Thanks, sorry I cannot share the data and not sure how much significant it will 
be for you.
I am reproducing the issue on a smaller piece of the content and see wether I 
find a reason on the inconsistence.


val res2 = data.filter($"closed" === $"ever_closed").groupBy("product", "band 
", "aget", "vine", "time", "yyyymm").agg(count($"account_id").as("N"), 
sum($"balance").as("balance"), sum($"spend").as("spend"), 
sum($"payment").as("payment")).persist()

then I collect distinct values of “vine” (which is StringType) both from data 
and res2, and res2 is missing a lot of values:

val t1 = res2.select("vine").distinct.collect
scala> t1.size
res10: Int = 617

val t_real = data.select("vine").distinct.collect
scala> t_real.size
res9: Int = 639


From: Xiao Li [mailto:[email protected]]
Sent: Thursday, October 22, 2015 12:45 PM
To: Ellafi, Saif A.
Cc: user
Subject: Re: Spark groupby and agg inconsistent and missing data

Hi, Saif,

Could you post your code here? It might help others reproduce the errors and 
give you a correct answer.

Thanks,

Xiao Li

2015-10-22 8:27 GMT-07:00 
<[email protected]<mailto:[email protected]>>:
Hello everyone,

I am doing some analytics experiments under a 4 server stand-alone cluster in a 
spark shell, mostly involving a huge database with groupBy and aggregations.

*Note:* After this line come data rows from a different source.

use clap::{Parser, Subcommand};

#[derive(Parser)]
#[command(name = "audiorelay")]
#[command(author, version, about = "Telegram bot that turns YouTube links into tagged MP3 channel posts", long_about = None)]
pub struct Cli {
    #[command(subcommand)]
    pub command: Option<Commands>,
}

#[derive(Subcommand, Debug, PartialEq, Eq)]
pub enum Commands {
    /// Run the bot (default)
    Run,

    /// Download and tag a single URL locally, without uploading
    Download {
        /// YouTube URL
        url: String,

        /// Directory for the resulting files (defaults to TEMP_DIR)
        #[arg(short, long)]
        output: Option<String>,
    },

    /// Print the metadata resolved for a URL
    Info {
        /// YouTube URL
        url: String,

        /// Print as JSON
        #[arg(long)]
        json: bool,
    },
}

impl Cli {
    pub fn parse_args() -> Self {
        Self::parse()
    }
}
use grammers_client::Client;
use grammers_tl_types as tl;

use super::error::MtProtoError;

const LINK_PREFIXES: &[&str] = &[
    "https://t.me/",
    "http://t.me/",
    "https://telegram.me/",
    "http://telegram.me/",
    "t.me/",
];

/// Extracts the public username from `https://t.me/name`, `@name` or `name`.
///
/// Invite links (`t.me/+...`, `t.me/joinchat/...`) have no username and are rejected.
pub fn parse_channel_username(reference: &str) -> Result<String, MtProtoError> {
    let trimmed = reference.trim();
    let rest = LINK_PREFIXES
        .iter()
        .find_map(|prefix| trimmed.strip_prefix(prefix))
        .unwrap_or(trimmed);
    let rest = rest.strip_prefix('@').unwrap_or(rest);
    let name = rest.split(['/', '?', '#']).next().unwrap_or_default();

    let valid = !name.is_empty()
        && name != "joinchat"
        && name.chars().all(|c| c.is_ascii_alphanumeric() || c == '_');
    if valid {
        Ok(name.to_string())
    } else {
        Err(MtProtoError::InvalidChannel(reference.to_string()))
    }
}

pub async fn resolve_peer(client: &Client, username: &str) -> Result<tl::enums::InputPeer, MtProtoError> {
    let chat = client
        .resolve_username(username)
        .await?
        .ok_or_else(|| MtProtoError::PeerNotFound(username.to_string()))?;
    log::debug!("Resolved @{} to chat {}", username, chat.id());
    Ok(chat.pack().to_input_peer())
}

#[cfg(test)]
mod tests {
    use super::*;

    #[test]
    fn test_parse_channel_username() {
        assert_eq!(parse_channel_username("https://t.me/mychannel").unwrap(), "mychannel");
        assert_eq!(parse_channel_username("t.me/my_channel/15").unwrap(), "my_channel");
        assert_eq!(parse_channel_username("@mychannel").unwrap(), "mychannel");
        assert_eq!(parse_channel_username(" mychannel ").unwrap(), "mychannel");
        assert_eq!(parse_channel_username("https://t.me/@chan?x=1").unwrap(), "chan");
    }

    #[test]
    fn test_parse_channel_username_rejects_invites() {
        assert!(parse_channel_username("https://t.me/+AbCdEf").is_err());
        assert!(parse_channel_username("https://t.me/joinchat/AbCdEf").is_err());
        assert!(parse_channel_username("").is_err());
        assert!(parse_channel_username("https://t.me/").is_err());
    }
}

I am picking 6 groupBy columns and returning various aggregated results in a 
dataframe. GroupBy fields are of two types, most of them are StringType and the 
rest are LongType.

The data source is a splitted json file dataframe,  once the data is persisted, 
the result is consistent. But if I unload the memory and reload the data, the 
groupBy action returns different content results, missing data.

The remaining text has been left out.